18L’œuvre de Pasolini, reposant singulièrement sur une ambiguïté foncière, des coexistences de contraires jamais résolues, se fonde sur un tel art de la suture. Dans un texte intitulé La confusione degli stili, Pasolini propose, en lieu et place d’une confusion, de suivre précisément le chemin délicat de la « ligne de fracture » entre styles contraires17 :

Suivre, dramatiquement, les méandres de cette ligne de division, de cette suture, qui serpente de particularité en particularité, de superficie interne en superficie interne, de page en page, de stylème en stylème.

2. Intermédialité et explosivité des formes

19Une des œuvres les plus pertinentes pour interroger l’intermédialité chez Pasolini, dans sa double dimension esthétique et idéologique, est La Rabbia. Le projet est né de la proposition d’un petit producteur, Gastone Ferranti, qui lui confie des matériaux d’archives et propose de répondre à la question : « Pourquoi notre vie est-elle dominée par le mécontentement, l’angoisse, la peur de la guerre, la guerre ? ». Le film ne fera l’objet que d’une très courte exploitation en 1963, car Pasolini s’oppose au projet final. Inquiet d’un marquage trop à gauche du film, Ferranti propose à l’écrivain satiriste de droite, Giovanni Guareschi, de signer un second volet. Initialement d’accord avec l’idée d’un projet bipartite, Pasolini refuse finalement d’y être associé, estimant que la seconde partie dénaturait la sienne18.

20En réalité, La Rabbia n’a pas besoin d’un tel procédé, artificiellement dialectique : le film, tout entier construit autour d’oppositions formelles et thématiques, possède sa propre dialectique. Avec ce projet, Pasolini expérimente un nouveau genre cinématographique, qu’il conçoit comme « essai idéologique et poétique », avec « des séquences d’un nouveau type » (« Fare un saggio ideologico e poetico con delle sequenze nuove19 »), expression qui témoigne d’emblée de sa dispersion plurigénérique et intermédiale (entre film, essai, et poésie). Pasolini formule ainsi son projet, à l’orée du film : « j’ai écrit ce film, sans suivre un fil chronologique, ni même peut-être logique. Mais plutôt mes raisons politiques et mon sentiment poétique » (« ho scritto questo film senza seguire un filo cronologico e forse logico. Ma soltanto le mie ragioni politiche e il mio sentimento poetico »). Le film, en effet, est avant tout « écrit » ; la dimension scripturale des films pasoliniens est d’ailleurs essentielle : pour reprendre les termes provocateurs d’Hervé Joubert-Laurencin, Pasolini est « un très grand écrivain de scénario20 ». L’écriture qui précède le film, qui parfois excède le film, est déjà œuvre en soi.
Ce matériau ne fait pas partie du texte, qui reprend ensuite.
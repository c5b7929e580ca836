// Mention Index - Core Library
// Tags free text with bank, card and keyword-category mentions from a
// curated dictionary. Exposes every stage for the CLI and for tests.

pub mod config;
pub mod dictionary;
pub mod entities;
pub mod error;
pub mod lemmatizer;
pub mod phrases;
pub mod pipeline;
pub mod remap;
pub mod resolver;
pub mod scanner;
pub mod stopwords;
pub mod texts;
pub mod tokenizer;

// Re-export commonly used types
pub use config::{CollisionPolicy, TaggerConfig};
pub use dictionary::{Dictionary, Registries};
pub use entities::{
    Bank, BankRegistry,
    Card, CardRegistry, Issuer,
    CategoryNaming, CategoryRegistry, KeywordCategory, NamingRules, Term,
    RegistryKind,
};
pub use error::DictionaryError;
pub use lemmatizer::Lemmatizer;
pub use phrases::{build_phrases, Phrase, PhraseSet};
pub use pipeline::{find_keywords, tag_batch, tag_text, BatchReport, BatchSummary, KeywordHits};
pub use remap::{AliasCollision, CardTag, RemapKind, RemapTable, TagCatalog};
pub use resolver::TaggedText;
pub use scanner::{scan, KeywordSet};
pub use stopwords::StopwordFilter;
pub use texts::{load_texts, write_tagged, TextUnit};
pub use tokenizer::{base_tokens, merge_phrases, retokenize, tokenize, PhraseTrie};

/// Library version
pub const VERSION: &str = env!("CARGO_PKG_VERSION");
21L’intermédialité, dans La Rabbia, est saisissante : le film se fonde sur des archives qui lui ont été confiées et dont il sélectionne aussi bien des images fixes que des images en mouvement ; à celles-ci il vient ajouter, en insert, des tableaux de Renato Guttuso, Ben Shahn, George Grosz, Jean Fautrier, Georges Braque et Jackson Pollock, qui reprennent parfois, de manière plus ou moins explicite, les motifs formels des images vues (écume, champignon atomique). Pasolini choisit aussi avec soin la musique qui vient accompagner les images, créant parfois des effets saisissants de choc : ainsi associe-t-il les images d’explosions nucléaires au poignant adagio d’Albinoni, les images de massacres de la décolonisation à des morceaux traditionnels africains ou cubains.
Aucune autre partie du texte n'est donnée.